*** Opening of EXCERPTED RECORDS ***

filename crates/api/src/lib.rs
//! Tourist destination manager API server library.
//!
//! Exposes the building blocks (config, state, error handling, routes) so
//! integration tests and the binary entrypoint can both access them.

pub mod auth;
pub mod config;
pub mod error;
pub mod handlers;
pub mod middleware;
pub mod response;
pub mod router;
pub mod routes;
pub mod state;
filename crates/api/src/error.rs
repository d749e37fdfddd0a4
use axum::http::StatusCode;
use axum::response::{IntoResponse, Response};
use serde_json::json;
use tdm_core::error::CoreError;
use tdm_core::storage::StorageError;
use tdm_media::MediaError;

/// Application-level error type for HTTP handlers.
///
/// Wraps [`CoreError`] for domain errors and adds HTTP-specific variants.
/// Implements [`IntoResponse`] to produce consistent JSON error responses.
#[derive(Debug, thiserror::Error)]
pub enum AppError {
    /// A domain-level error from `tdm_core`.
    #[error(transparent)]
    Core(#[from] CoreError),

    /// A database error from sqlx.
    #[error("Database error: {0}")]
    Database(#[from] sqlx::Error),

    /// A resource addressed by something other than its id (slug, path).
    #[error("Not found: {0}")]
    NotFound(String),

    /// A bad request with a human-readable message.
    #[error("Bad request: {0}")]
    BadRequest(String),

    /// An internal error with a human-readable message.
    #[error("Internal error: {0}")]
    InternalError(String),
}

/// Convenience type alias for handler return values.
pub type AppResult<T> = Result<T, AppError>;

impl From<MediaError> for AppError {
    fn from(err: MediaError) -> Self {
        match err {
            MediaError::Core(core) => AppError::Core(core),
            MediaError::Database(db) => AppError::Database(db),
            MediaError::Storage(StorageError::NotFound(path)) => AppError::NotFound(path),
            MediaError::Storage(StorageError::InvalidPath(msg)) => AppError::BadRequest(msg),
            MediaError::Imaging(e) => AppError::BadRequest(e.to_string()),
            other => AppError::InternalError(other.to_string()),
        }
    }
}

impl From<StorageError> for AppError {
    fn from(err: StorageError) -> Self {
        AppError::from(MediaError::Storage(err))
    }
}

impl IntoResponse for AppError {
    fn into_response(self) -> Response {
        let (status, code, message) = match &self {
            // --- CoreError variants ---
            AppError::Core(core) => match core {
                CoreError::NotFound { entity, id } => (
                    StatusCode::NOT_FOUND,
                    "NOT_FOUND",
                    format!("{entity} with id {id} not found"),
                ),
                CoreError::Validation(msg) => {
                    (StatusCode::BAD_REQUEST, "VALIDATION_ERROR", msg.clone())
                }
                CoreError::Conflict(msg) => (StatusCode::CONFLICT, "CONFLICT", msg.clone()),
                CoreError::Unauthorized(msg) => {
                    (StatusCode::UNAUTHORIZED, "UNAUTHORIZED", msg.clone())
                }
                CoreError::Forbidden(msg) => (StatusCode::FORBIDDEN, "FORBIDDEN", msg.clone()),
                CoreError::Internal(msg) => {
                    tracing::error!(error = %msg, "Internal core error");
                    (
                        StatusCode::INTERNAL_SERVER_ERROR,
                        "INTERNAL_ERROR",
                        "An internal error occurred".to_string(),
                    )
                }
            },

            // --- Database errors ---
            AppError::Database(err) => classify_sqlx_error(err),

            // --- HTTP-specific errors ---
            AppError::NotFound(what) => (
                StatusCode::NOT_FOUND,
                "NOT_FOUND",
                format!("{what} not found"),
            ),
            AppError::BadRequest(msg) => (StatusCode::BAD_REQUEST, "BAD_REQUEST", msg.clone()),
            AppError::InternalError(msg) => {
                tracing::error!(error = %msg, "Internal error");
                (
                    StatusCode::INTERNAL_SERVER_ERROR,
                    "INTERNAL_ERROR",
                    "An internal error occurred".to_string(),
                )
            }
        };

        let body = json!({
            "error": message,
            "code": code,
        });

        (status, axum::Json(body)).into_response()
    }
}

/// Classify a sqlx error into an HTTP status, error code, and message.
///
/// - `RowNotFound` maps to 404.
/// - Unique constraint violations map to 409.
/// - Everything else maps to 500 with a sanitized message.
fn classify_sqlx_error(err: &sqlx::Error) -> (StatusCode, &'static str, String) {
    match err {
        sqlx::Error::RowNotFound => (
            StatusCode::NOT_FOUND,
            "NOT_FOUND",
            "Resource not found".to_string(),
        ),
        sqlx::Error::Database(db_err) if db_err.is_unique_violation() => (
            StatusCode::CONFLICT,
            "CONFLICT",
            format!("Duplicate value violates a unique constraint: {}", db_err.message()),
        ),
        other => {
            tracing::error!(error = %other, "Database error");
            (
                StatusCode::INTERNAL_SERVER_ERROR,
                "INTERNAL_ERROR",
                "An internal error occurred".to_string(),
            )
        }
    }
}
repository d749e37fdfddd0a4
//! API user model and DTOs.

use serde::{Deserialize, Serialize};
use sqlx::FromRow;
use tdm_core::types::{DbId, Timestamp};

/// A row from the `users` table.
#[derive(Debug, Clone, FromRow, Serialize)]
pub struct User {
    pub id: DbId,
    pub username: String,
    #[serde(skip_serializing)]
    pub password_hash: String,
    pub is_active: bool,
    pub created_at: Timestamp,
    pub updated_at: Timestamp,
}

/// DTO for creating a user. The password is already hashed.
#[derive(Debug, Clone, Deserialize)]
pub struct CreateUser {
    pub username: String,
    pub password_hash: String,
}
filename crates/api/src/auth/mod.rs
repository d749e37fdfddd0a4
//! Authentication primitives.
//!
//! - [`password`] -- Argon2id password hashing and verification.
//! - [`jwt`] -- JWT access-token generation and validation.

pub mod jwt;
pub mod password;
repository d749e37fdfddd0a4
//! Domain model structs and DTOs.
//!
//! Each submodule contains:
//! - A `FromRow` + `Serialize` entity struct matching the database row
//! - A `Deserialize` create DTO for inserts
//! - A `Deserialize` update DTO (all `Option` fields) for patches

pub mod destination;
pub mod image;
pub mod pending_cleanup;
pub mod user;
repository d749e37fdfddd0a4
//! Repository for the `users` table.

use chrono::Utc;
use sqlx::SqlitePool;
use tdm_core::types::DbId;

use crate::models::user::{CreateUser, User};

/// Column list shared across queries to avoid repetition.
const COLUMNS: &str = "id, username, password_hash, is_active, created_at, updated_at";

/// Provides CRUD operations for API users.
pub struct UserRepo;

impl UserRepo {
    /// Insert a new user, returning the created row.
    pub async fn create(pool: &SqlitePool, input: &CreateUser) -> Result<User, sqlx::Error> {
        let query = format!(
            "INSERT INTO users (username, password_hash, is_active, created_at, updated_at)
             VALUES ($1, $2, 1, $3, $3)
             RETURNING {COLUMNS}"
        );
        sqlx::query_as::<_, User>(&query)
            .bind(&input.username)
            .bind(&input.password_hash)
            .bind(Utc::now())
            .fetch_one(pool)
            .await
    }

    /// Find a user by their internal ID.
    pub async fn find_by_id(pool: &SqlitePool, id: DbId) -> Result<Option<User>, sqlx::Error> {
        let query = format!("SELECT {COLUMNS} FROM users WHERE id = $1");
        sqlx::query_as::<_, User>(&query)
            .bind(id)
            .fetch_optional(pool)
            .await
    }

    /// Find a user by username.
    pub async fn find_by_username(
        pool: &SqlitePool,
        username: &str,
    ) -> Result<Option<User>, sqlx::Error> {
        let query = format!("SELECT {COLUMNS} FROM users WHERE username = $1");
        sqlx::query_as::<_, User>(&query)
            .bind(username)
            .fetch_optional(pool)
            .await
    }

    /// Enable or disable a user.
    pub async fn set_active(pool: &SqlitePool, id: DbId, active: bool) -> Result<bool, sqlx::Error> {
        let result = sqlx::query("UPDATE users SET is_active = $2, updated_at = $3 WHERE id = $1")
            .bind(id)
            .bind(active)
            .bind(Utc::now())
            .execute(pool)
            .await?;
        Ok(result.rows_affected() > 0)
    }

    pub async fn count(pool: &SqlitePool) -> Result<i64, sqlx::Error> {
        let (count,): (i64,) = sqlx::query_as("SELECT COUNT(*) FROM users")
            .fetch_one(pool)
            .await?;
        Ok(count)
    }
}
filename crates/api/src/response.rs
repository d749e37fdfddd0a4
//! Shared response envelope types for API handlers.
//!
//! All API responses use a `{ "data": ... }` envelope. List endpoints that
//! page add a `meta` block.

use serde::Serialize;

/// Standard `{ "data": T }` response envelope.
#[derive(Debug, Serialize)]
pub struct DataResponse<T: Serialize> {
    pub data: T,
}

/// `{ "data": [...], "meta": {...} }` envelope for paged lists.
#[derive(Debug, Serialize)]
pub struct PagedResponse<T: Serialize> {
    pub data: Vec<T>,
    pub meta: PageMeta,
}

/// Paging information returned alongside a page of results.
#[derive(Debug, Clone, Copy, Serialize)]
pub struct PageMeta {
    pub page: i64,
    pub per_page: i64,
    pub total: i64,
}
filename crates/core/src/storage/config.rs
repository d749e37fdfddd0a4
//! Media settings and named-backend configuration.

use std::collections::BTreeMap;
use std::path::PathBuf;
use std::sync::Arc;

use crate::error::CoreError;

use super::backend::Storage;
use super::local::LocalStorage;
use super::memory::MemoryStorage;
use super::StorageRegistry;

/// Name of the backend rooted at `MEDIA_ROOT`.
pub const DEFAULT_BACKEND: &str = "default";

// ---------------------------------------------------------------------------
// Backend config validation
// ---------------------------------------------------------------------------

/// A validated backend definition.
#[derive(Debug, Clone, PartialEq, Eq)]
pub enum BackendConfig {
    Local { base_path: PathBuf },
    Memory,
}

impl BackendConfig {
    /// Instantiate the backend under `name`.
    pub fn build(&self, name: &str) -> Arc<dyn Storage> {
        match self {
            Self::Local { base_path } => Arc::new(LocalStorage::new(name, base_path.clone())),
            Self::Memory => Arc::new(MemoryStorage::new(name)),
        }
    }
}

/// Validate that `config` contains the required keys for `backend_type`.
///
/// - `local`: requires `base_path` (string)
/// - `memory`: no options
pub fn validate_backend_config(
    backend_type: &str,
    config: &serde_json::Value,
) -> Result<BackendConfig, CoreError> {
    let obj = config
        .as_object()
        .ok_or_else(|| CoreError::Validation("Backend config must be a JSON object".into()))?;

    match backend_type {
        "local" => {
            let base_path = require_string_field(obj, "base_path", "local")?;
            Ok(BackendConfig::Local {
                base_path: PathBuf::from(base_path),
            })
        }
        "memory" => Ok(BackendConfig::Memory),
        other => Err(CoreError::Validation(format!(
            "Unknown backend type '{other}'. Must be one of: local, memory"
        ))),
    }
}

/// Parse the `STORAGE_BACKENDS` JSON object into named configs.
///
/// Shape: `{"archive": {"type": "local", "base_path": "/mnt/archive"}}`.
pub fn parse_backends(raw: &str) -> Result<BTreeMap<String, BackendConfig>, CoreError> {
    let value: serde_json::Value = serde_json::from_str(raw)
        .map_err(|e| CoreError::Validation(format!("STORAGE_BACKENDS is not valid JSON: {e}")))?;
    let obj = value
        .as_object()
        .ok_or_else(|| CoreError::Validation("STORAGE_BACKENDS must be a JSON object".into()))?;

    let mut backends = BTreeMap::new();
    for (name, config) in obj {
        if name == DEFAULT_BACKEND {
            return Err(CoreError::Validation(format!(
                "Backend name '{DEFAULT_BACKEND}' is reserved for MEDIA_ROOT"
            )));
        }
        let backend_type = config
            .get("type")
            .and_then(|t| t.as_str())
            .ok_or_else(|| {
                CoreError::Validation(format!("Backend '{name}' is missing a string 'type'"))
            })?;
        backends.insert(name.clone(), validate_backend_config(backend_type, config)?);
    }
    Ok(backends)
}

/// Helper: ensure an object has a non-empty string field.
fn require_string_field<'a>(
    obj: &'a serde_json::Map<String, serde_json::Value>,
    field: &str,
    backend_type: &str,
) -> Result<&'a str, CoreError> {
    match obj.get(field) {
        Some(serde_json::Value::String(s)) if !s.trim().is_empty() => Ok(s),
        _ => Err(CoreError::Validation(format!(
            "Backend type '{backend_type}' requires a non-empty string field '{field}' in config"
        ))),
    }
}

// ---------------------------------------------------------------------------
// Media settings
// ---------------------------------------------------------------------------

/// Where media lives and how it is addressed publicly.
#[derive(Debug, Clone)]
pub struct MediaSettings {
    /// Root directory of the `default` backend.
    pub media_root: PathBuf,
    /// Public URL prefix for stored files, always ending in `/`.
    pub media_url: String,
    /// Additional named backends.
    pub extra_backends: BTreeMap<String, BackendConfig>,
}

impl MediaSettings {
    /// Load settings from environment variables with defaults.
    ///
    /// | Env Var            | Default                         |
    /// |--------------------|---------------------------------|
    /// | `MEDIA_ROOT`       | `media`                         |
    /// | `MEDIA_URL`        | `http://localhost:3000/media/`  |
    /// | `STORAGE_BACKENDS` | unset                           |
    pub fn from_env() -> Result<Self, CoreError> {
        let media_root = std::env::var("MEDIA_ROOT").unwrap_or_else(|_| "media".into());
        let media_url = std::env::var("MEDIA_URL")
            .unwrap_or_else(|_| "http://localhost:3000/media/".into());
        let extra_backends = match std::env::var("STORAGE_BACKENDS") {
            Ok(raw) if !raw.trim().is_empty() => parse_backends(&raw)?,
            _ => BTreeMap::new(),
        };
        Ok(Self::new(media_root, media_url, extra_backends))
    }

    pub fn new(
        media_root: impl Into<PathBuf>,
        media_url: impl Into<String>,
        extra_backends: BTreeMap<String, BackendConfig>,
    ) -> Self {
        let mut media_url = media_url.into();
        if !media_url.ends_with('/') {
            media_url.push('/');
        }
        Self {
            media_root: media_root.into(),
            media_url,
            extra_backends,
        }
    }

    /// Absolute public URL of a stored file.
    pub fn url_for(&self, path: &str) -> String {
        format!("{}{}", self.media_url, path.trim_start_matches('/'))
    }

    /// Build the registry: `default` at `media_root` plus every extra backend.
    pub fn build_registry(&self) -> StorageRegistry {
        let mut registry = StorageRegistry::new();
        registry.insert(Arc::new(LocalStorage::new(
            DEFAULT_BACKEND,
            self.media_root.clone(),
        )));
        for (name, config) in &self.extra_backends {
            registry.insert(config.build(name));
        }
        registry
    }
}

*** Close of EXCERPTED RECORDS ***

Start at the first line of the entries and stop at the line that contains "use serde_json::json;". Repeat every line in that span exactly, and nothing beyond it.

filename crates/api/src/lib.rs
//! Tourist destination manager API server library.
//!
//! Exposes the building blocks (config, state, error handling, routes) so
//! integration tests and the binary entrypoint can both access them.

pub mod auth;
pub mod config;
pub mod error;
pub mod handlers;
pub mod middleware;
pub mod response;
pub mod router;
pub mod routes;
pub mod state;
filename crates/api/src/error.rs
repository d749e37fdfddd0a4
use axum::http::StatusCode;
use axum::response::{IntoResponse, Response};
use serde_json::json;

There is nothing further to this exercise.